Major tobacco manufacturers like FTSE 100-quoted British American Tobacco (LSE:BATS) used to be highly sought after shares in tough times like these.
Not only are their products highly addictive — their megabrands command significant customer loyalty, meaning demand remains strong during good times and bad. BATS’ own labels include Pall Mall, Rothmans, and Lucky Strike.
So why does the company’s share value continue to sink? During the past 12 months, British American Tobacco’s share price has retreated 27%.
Cheap on paper
Unless you’ve been living in a cave, you’ll be aware that smoking as an activity is in serious jeopardy. You may see this in financial reports across the tobacco industry. Or you might have just observed a steady decline in the number of people you see in the street, outside work or the pub, or even on the TV.

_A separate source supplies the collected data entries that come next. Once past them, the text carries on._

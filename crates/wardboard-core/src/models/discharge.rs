//! Discharge planning model
//!
//! A plan is one submission of the discharge form: an optional today/
//! tomorrow/final marker, sign-off criteria with times, and take-home
//! equipment. Plans supersede each other like alert snapshots; committing a
//! final plan also deactivates the patient (see `db::discharge`).

use serde::{Deserialize, Serialize};
use std::collections::{BTreeMap, BTreeSet};
use std::fmt;
use std::str::FromStr;
use uuid::Uuid;

use crate::error::{Error, Result};

use super::patient::PatientId;

/// A unique identifier for a discharge plan, using UUID v7
#[derive(Debug, Clone, Copy, PartialEq, Eq, Hash, Serialize, Deserialize)]
pub struct PlanId(Uuid);

impl PlanId {
    /// Create a new unique plan ID using UUID v7
    #[must_use]
    pub fn new() -> Self {
        Self(Uuid::now_v7())
    }

    /// Get the string representation of this ID
    #[must_use]
    pub fn as_str(&self) -> String {
        self.0.to_string()
    }
}

impl Default for PlanId {
    fn default() -> Self {
        Self::new()
    }
}

impl fmt::Display for PlanId {
    fn fmt(&self, f: &mut fmt::Formatter<'_>) -> fmt::Result {
        write!(f, "{}", self.0)
    }
}

impl FromStr for PlanId {
    type Err = uuid::Error;

    fn from_str(s: &str) -> std::result::Result<Self, Self::Err> {
        Ok(Self(Uuid::parse_str(s)?))
    }
}

/// When the patient is expected to leave
#[derive(Debug, Clone, Copy, PartialEq, Eq, Serialize, Deserialize)]
#[serde(rename_all = "snake_case")]
pub enum DischargeOption {
    Today,
    Tomorrow,
    /// Permanent discharge; deactivates the patient on commit
    Final,
}

impl DischargeOption {
    /// Stable wire/storage name
    #[must_use]
    pub const fn as_str(self) -> &'static str {
        match self {
            Self::Today => "today",
            Self::Tomorrow => "tomorrow",
            Self::Final => "final",
        }
    }
}

impl fmt::Display for DischargeOption {
    fn fmt(&self, f: &mut fmt::Formatter<'_>) -> fmt::Result {
        f.write_str(self.as_str())
    }
}

impl FromStr for DischargeOption {
    type Err = String;

    fn from_str(s: &str) -> std::result::Result<Self, Self::Err> {
        match s {
            "today" => Ok(Self::Today),
            "tomorrow" => Ok(Self::Tomorrow),
            "final" | "discharge" => Ok(Self::Final),
            _ => Err(format!("unknown discharge option: {s}")),
        }
    }
}

/// Disciplines that must sign off before final discharge
#[derive(
    Debug, Clone, Copy, PartialEq, Eq, PartialOrd, Ord, Hash, Serialize, Deserialize,
)]
#[serde(rename_all = "snake_case")]
pub enum CriterionKind {
    Geriatric,
    Orthopedist,
    PhysicalTherapist,
}

impl CriterionKind {
    /// All criteria, in fixed order
    pub const ALL: [Self; 3] = [Self::Geriatric, Self::Orthopedist, Self::PhysicalTherapist];

    /// Stable wire/storage name
    #[must_use]
    pub const fn as_str(self) -> &'static str {
        match self {
            Self::Geriatric => "geriatric",
            Self::Orthopedist => "orthopedist",
            Self::PhysicalTherapist => "physical_therapist",
        }
    }
}

impl fmt::Display for CriterionKind {
    fn fmt(&self, f: &mut fmt::Formatter<'_>) -> fmt::Result {
        f.write_str(self.as_str())
    }
}

impl FromStr for CriterionKind {
    type Err = String;

    fn from_str(s: &str) -> std::result::Result<Self, Self::Err> {
        match s {
            "geriatric" => Ok(Self::Geriatric),
            "orthopedist" => Ok(Self::Orthopedist),
            "physical_therapist" => Ok(Self::PhysicalTherapist),
            _ => Err(format!("unknown discharge criterion: {s}")),
        }
    }
}

/// Sign-off state for one criterion
#[derive(Debug, Clone, PartialEq, Eq, Serialize, Deserialize)]
pub struct Criterion {
    /// Signed off
    pub checked: bool,
    /// When the sign-off happened (Unix ms); required for a final plan
    #[serde(default, skip_serializing_if = "Option::is_none")]
    pub time: Option<i64>,
}

impl Criterion {
    /// A sign-off with its timestamp
    #[must_use]
    pub const fn signed_at(time: i64) -> Self {
        Self {
            checked: true,
            time: Some(time),
        }
    }
}

/// Take-home equipment options
#[derive(
    Debug, Clone, Copy, PartialEq, Eq, PartialOrd, Ord, Hash, Serialize, Deserialize,
)]
#[serde(rename_all = "snake_case")]
pub enum EquipmentKind {
    Cane,
    Walker,
    WheelChair,
    /// Free-text equipment; requires a detail string while selected
    Other,
}

impl EquipmentKind {
    /// Stable wire/storage name
    #[must_use]
    pub const fn as_str(self) -> &'static str {
        match self {
            Self::Cane => "cane",
            Self::Walker => "walker",
            Self::WheelChair => "wheel_chair",
            Self::Other => "other",
        }
    }
}

impl fmt::Display for EquipmentKind {
    fn fmt(&self, f: &mut fmt::Formatter<'_>) -> fmt::Result {
        f.write_str(self.as_str())
    }
}

impl FromStr for EquipmentKind {
    type Err = String;

    fn from_str(s: &str) -> std::result::Result<Self, Self::Err> {
        match s {
            "cane" => Ok(Self::Cane),
            "walker" => Ok(Self::Walker),
            "wheel_chair" | "wheelchair" => Ok(Self::WheelChair),
            "other" => Ok(Self::Other),
            _ => Err(format!("unknown equipment: {s}")),
        }
    }
}

/// One submission of the discharge form
#[derive(Debug, Clone, PartialEq, Eq, Serialize, Deserialize)]
pub struct DischargePlan {
    /// Unique identifier
    pub id: PlanId,
    /// The patient this plan belongs to
    pub patient_id: PatientId,
    /// Submission timestamp (Unix ms)
    pub submitted_at: i64,
    /// Expected discharge, if any was selected
    #[serde(default, skip_serializing_if = "Option::is_none")]
    pub option: Option<DischargeOption>,
    /// Sign-off state per criterion
    pub criteria: BTreeMap<CriterionKind, Criterion>,
    /// Selected take-home equipment
    pub equipment: BTreeSet<EquipmentKind>,
    /// Detail for `other` equipment; required while selected
    #[serde(default, skip_serializing_if = "Option::is_none")]
    pub equipment_other: Option<String>,
    /// Whether this is the patient's current plan
    pub is_active: bool,
}

impl DischargePlan {
    /// Create a plan ready for commit (current until superseded)
    #[must_use]
    pub fn new(patient_id: PatientId, submitted_at: i64) -> Self {
        Self {
            id: PlanId::new(),
            patient_id,
            submitted_at,
            option: None,
            criteria: BTreeMap::new(),
            equipment: BTreeSet::new(),
            equipment_other: None,
            is_active: true,
        }
    }

    /// Whether this plan permanently discharges the patient
    #[must_use]
    pub fn is_final(&self) -> bool {
        self.option == Some(DischargeOption::Final)
    }
}

/// Validate a discharge submission before it is committed
///
/// `other` equipment always needs its detail text. A final plan additionally
/// needs all three criteria signed off with times and at least one piece of
/// equipment.
pub fn validate_plan(plan: &DischargePlan) -> Result<()> {
    if plan.equipment.contains(&EquipmentKind::Other)
        && plan
            .equipment_other
            .as_deref()
            .is_none_or(|detail| detail.trim().is_empty())
    {
        return Err(Error::Validation(
            "equipment 'other' was selected; specify which equipment".to_string(),
        ));
    }

    if !plan.is_final() {
        return Ok(());
    }

    for kind in CriterionKind::ALL {
        let criterion = plan.criteria.get(&kind);
        if !criterion.is_some_and(|c| c.checked) {
            return Err(Error::Validation(format!(
                "final discharge requires the {kind} criterion to be signed off"
            )));
        }
        if criterion.and_then(|c| c.time).is_none() {
            return Err(Error::Validation(format!(
                "final discharge requires a sign-off time for {kind}"
            )));
        }
    }

    if plan.equipment.is_empty() {
        return Err(Error::Validation(
            "final discharge requires at least one equipment item".to_string(),
        ));
    }

    Ok(())
}

#[cfg(test)]
mod tests {
    use super::*;

    fn final_plan() -> DischargePlan {
        let mut plan = DischargePlan::new(PatientId::new(), 1_000);
        plan.option = Some(DischargeOption::Final);
        for kind in CriterionKind::ALL {
            plan.criteria.insert(kind, Criterion::signed_at(900));
        }
        plan.equipment.insert(EquipmentKind::Walker);
        plan
    }

    #[test]
    fn test_option_roundtrip() {
        for option in [
            DischargeOption::Today,
            DischargeOption::Tomorrow,
            DischargeOption::Final,
        ] {
            let parsed: DischargeOption = option.as_str().parse().unwrap();
            assert_eq!(parsed, option);
        }
    }

    #[test]
    fn test_final_accepts_discharge_alias() {
        assert_eq!(
            "discharge".parse::<DischargeOption>().unwrap(),
            DischargeOption::Final
        );
    }

    #[test]
    fn test_plan_without_option_is_valid() {
        let mut plan = DischargePlan::new(PatientId::new(), 0);
        plan.equipment.insert(EquipmentKind::Cane);
        validate_plan(&plan).unwrap();
        assert!(!plan.is_final());
    }

    #[test]
    fn test_other_equipment_requires_detail() {
        let mut plan = DischargePlan::new(PatientId::new(), 0);
        plan.equipment.insert(EquipmentKind::Other);
        assert!(matches!(validate_plan(&plan), Err(Error::Validation(_))));

        plan.equipment_other = Some("quad cane".to_string());
        validate_plan(&plan).unwrap();
    }

    #[test]
    fn test_final_plan_is_valid_when_complete() {
        validate_plan(&final_plan()).unwrap();
    }

    #[test]
    fn test_final_plan_requires_all_criteria() {
        let mut plan = final_plan();
        plan.criteria.remove(&CriterionKind::Orthopedist);
        assert!(matches!(validate_plan(&plan), Err(Error::Validation(_))));
    }

    #[test]
    fn test_final_plan_requires_criterion_times() {
        let mut plan = final_plan();
        plan.criteria.insert(
            CriterionKind::Geriatric,
            Criterion {
                checked: true,
                time: None,
            },
        );
        assert!(matches!(validate_plan(&plan), Err(Error::Validation(_))));
    }

    #[test]
    fn test_final_plan_requires_equipment() {
        let mut plan = final_plan();
        plan.equipment.clear();
        assert!(matches!(validate_plan(&plan), Err(Error::Validation(_))));
    }
}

The question I have to ask is whether the danger to British American Tobacco is reflected in the low cost of the company’s shares. On paper it certainly seems as if the company is going pretty cheaply.
At £24.85 per share, the company trades on a forward price-to-earnings (P/E) ratio of 6.5 times. This is well below the corresponding average of around 14 times for FTSE 100 shares.
A quick glance at the firm’s dividend forecasts also indicates solid value on paper. A prospective yield of 9.6% beats the FTSE index average of 3.7% by quite a margin.
Mounting pressure
Like billionaire investor Warren Buffett, I do love to pick up blue-chip bargains at knock-down prices. But I have no intention of buying British American Tobacco shares.
Declining cigarette usage isn’t the only reason why I’m avoiding the company. Lawmakers are also putting non-combustible tobacco products like vapourisers in the crosshairs amid mounting concerns over their soaring use.
Products like Vuse vape technology were once touted as the future of the industry. Not only were they marketed as safer ways for people to get their tobacco fix, they were viewed as ways to get users of cigarettes to kick the habit.
These products may still have a bright future. But a raft of unfavourable medical studies — combined with rocketing demand for these technologies among young people — suggest otherwise. Indeed, tight restrictions over their sale, use, and advertising are increasing across the globe.
As things stand, it’s difficult to see how British American Tobacco will generate earnings in this deteriorating trading landscape. Currently, only its Velo nicotine gum is avoiding mass scrutiny. And last year this generated revenues of just £240m in the first half of 2023.
Too much risk
The spectre of sinking revenues is especially concerning given the vast debts the company has. Adjusted net debt stood at a colossal £37.3bn as of June. This could have significant ramifications on the dividend sooner than many expect.
I believe the risks of owning British American Tobacco shares far outweigh any potential rewards. So I’d rather buy other cheap FTSE 100 shares following recent market volatility.